Although biosynthesis of nanoparticles using plant extracts has already been reported in various plants such as neem  , Aloe vera  , Cinnamomum camphora  , Rosa hybride  and Mulberry leaf  , there is still a lot of attention to this field because of the diversity and the high potential of plants as reducing agent in producing nanoparticles with different shapes. There are many solvents used for extracting the plant components for nanoparticles synthesis like methanol  ethanol  , diethyl ether, chloroform, ethyl acetate  and water    . As the research is focused on eco-friendly and low cost methods for synthesis of nanoparticles, it is always preferable to use water (aqueous solvent) for extraction procedures and preventing the use of toxic chemicals. Moreover, water is high polar solvent and it is very simple to extract the phytochemical compounds from plant leaves into medium. Recently, researchers have reported that the water soluble organic compounds present in the plant leaves extracts are found to be strong reducing agents for nanoparticles synthesis  . The water soluble organics and phenolics present in the plant extracts are mainly reducing agents to change silver ions to metallic AgNPs  . Phytochemical analyses of Zizyphus spina christi L leaf extract revealed the presence of phenolic, tannins, flavonoids, alkaloids and saponins. These phytochemical compounds in Zizyphus spina christi L. are strong reducing agents due to their abundant OH-groups that enhance their antibacterial and antioxidant activity  .

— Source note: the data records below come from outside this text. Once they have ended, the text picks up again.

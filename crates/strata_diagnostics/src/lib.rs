//! Diagnostic reporting for the Strata toolchain.
//!
//! Stages of the flow report non-fatal conditions (warnings, notes) into a
//! shared [`DiagnosticSink`] rather than printing directly. The embedder
//! decides how to render the accumulated diagnostics.

#![warn(missing_docs)]

pub mod diagnostic;
pub mod severity;
pub mod sink;

pub use diagnostic::{Diagnostic, Stage};
pub use severity::Severity;
pub use sink::DiagnosticSink;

Hence, this research work is mainly focused on simple process as a green technology using aqueous extract of Zizyphus spina christi L leafs as a first time for the biosynthesis of silver nanoparticles without the usage of hazardous and toxic solvent. The process has several advantages with low cost, compatibility, stability and also has proved their medical application as wound dressing against skin infection pathogen.
2.1. Collection, Processing and Preparation of Zizyphus spina christi Leaf Extract
Fresh leaves of Zizyphus spina christi L were collected from Taif, KSA. The leaves were thoroughly washed under tap water to remove the adhered and then rinsed with Millipore-Milli-Q water. The aqueous leaf extract of Zizyphus spina christi L was prepared as follows: 25 g of fresh leaves were mixed with 100 mL of distilled water in a 250 mL flask and the contents were boiled for 10 min. The components were cooled to room temperature and filtered through Whatman No. 1 filter paper. The clear leaf extract of Zizyphus spina christi L thus obtained was used for synthesis of silver nanoparticles.

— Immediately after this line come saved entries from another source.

//! Partial legalizers for the global placement flow.
//!
//! A partial legalizer takes an illegal partial placement (blocks overlapping
//! beyond device capacity) and produces a more legal one by spreading blocks
//! toward capacity. Legalizers are interchangeable behind the
//! [`PartialLegalizer`] trait and are chosen once, at construction, through
//! [`make_partial_legalizer`].

mod flow;

pub use flow::FlowBasedLegalizer;

use crate::density::DensityManager;
use crate::error::ApResult;
use crate::netlist::ApNetlist;
use crate::placement::PartialPlacement;
use strata_diagnostics::DiagnosticSink;

/// The closed set of partial legalizers.
#[derive(Debug, Clone, Copy, PartialEq, Eq)]
pub enum PartialLegalizerKind {
    /// Multi-commodity flow-based spreading.
    FlowBased,
}

/// A partial legalizer spreading blocks toward device capacity.
pub trait PartialLegalizer {
    /// Legalizes the given placement in place.
    ///
    /// Expects a placement whose blocks are on the device; produces one where
    /// the density of blocks approaches what the device can hold, moving
    /// blocks as little as possible.
    fn legalize(
        &mut self,
        netlist: &ApNetlist,
        placement: &mut PartialPlacement,
        sink: &DiagnosticSink,
    ) -> ApResult<()>;
}

/// Builds a partial legalizer of the given kind.
///
/// The legalizer takes ownership of the density manager; it is the only
/// mutator of density state during the flow. `num_models` is the number of
/// primitive models in the architecture (the dimensionality of
/// primitive-vector space).
pub fn make_partial_legalizer(
    kind: PartialLegalizerKind,
    density_manager: DensityManager,
    num_models: usize,
) -> Box<dyn PartialLegalizer> {
    match kind {
        PartialLegalizerKind::FlowBased => {
            Box::new(FlowBasedLegalizer::new(density_manager, num_models))
        }
    }
}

2.2. Synthesis of Silver Nanoparticles
Ten milliliter of 25% Zizyphus spina christi L aqueous extract (ZSE) was gradually added into 90 ml of 1 mM silver nitrate (AgNO3) in a 250 ml Erlenmeyer flask and incubated at room temperature with shacking under dark conditions. The reaction solution was checked for 30 minutes and monitoring the change in color of AgNO3 solution from colorless to brown. The AgNPs solution was centrifuged at 15,000 g for at least 30 min. The supernatant was discarded and obtained pellet was redispersed in deionized water. The centrifugation for pellet was repeated two to three times to wash off any substances on the surface of silver nanoparticles.
2.3. Characterization of AgNPs
2.3.1. UV-Vis Spectra Analysis
Analysis of UV-Vis spectra was done by using a double beam spectrophotometer (Shimadzu uv-1650 pc spectrophotometer)  . The solution of silver nanoparticles was monitored by measuring the UV-Vis spectrum of the reaction solution in the 300 - 900 nm wavelength rang after diluting a small aliquot of the solution into deionized water. The solution was pipetted into a test tube and diluted four times by deionized water and analyzed at room temperature.
2.3.2. Transmission Electron Microscope (TEM)
The AgNPs was analyzed by using transmission electron microscope (JEOL 100CX II with an accelerating voltage of 100 kV, Japan). Silver nanoparticles for TEM analysis was prepared by coating of aqueous solution of AgNPs drops on carbon-coated copper grids, and left to dry for 5 min; the extra solution was removed using blotting paper at room temperature  .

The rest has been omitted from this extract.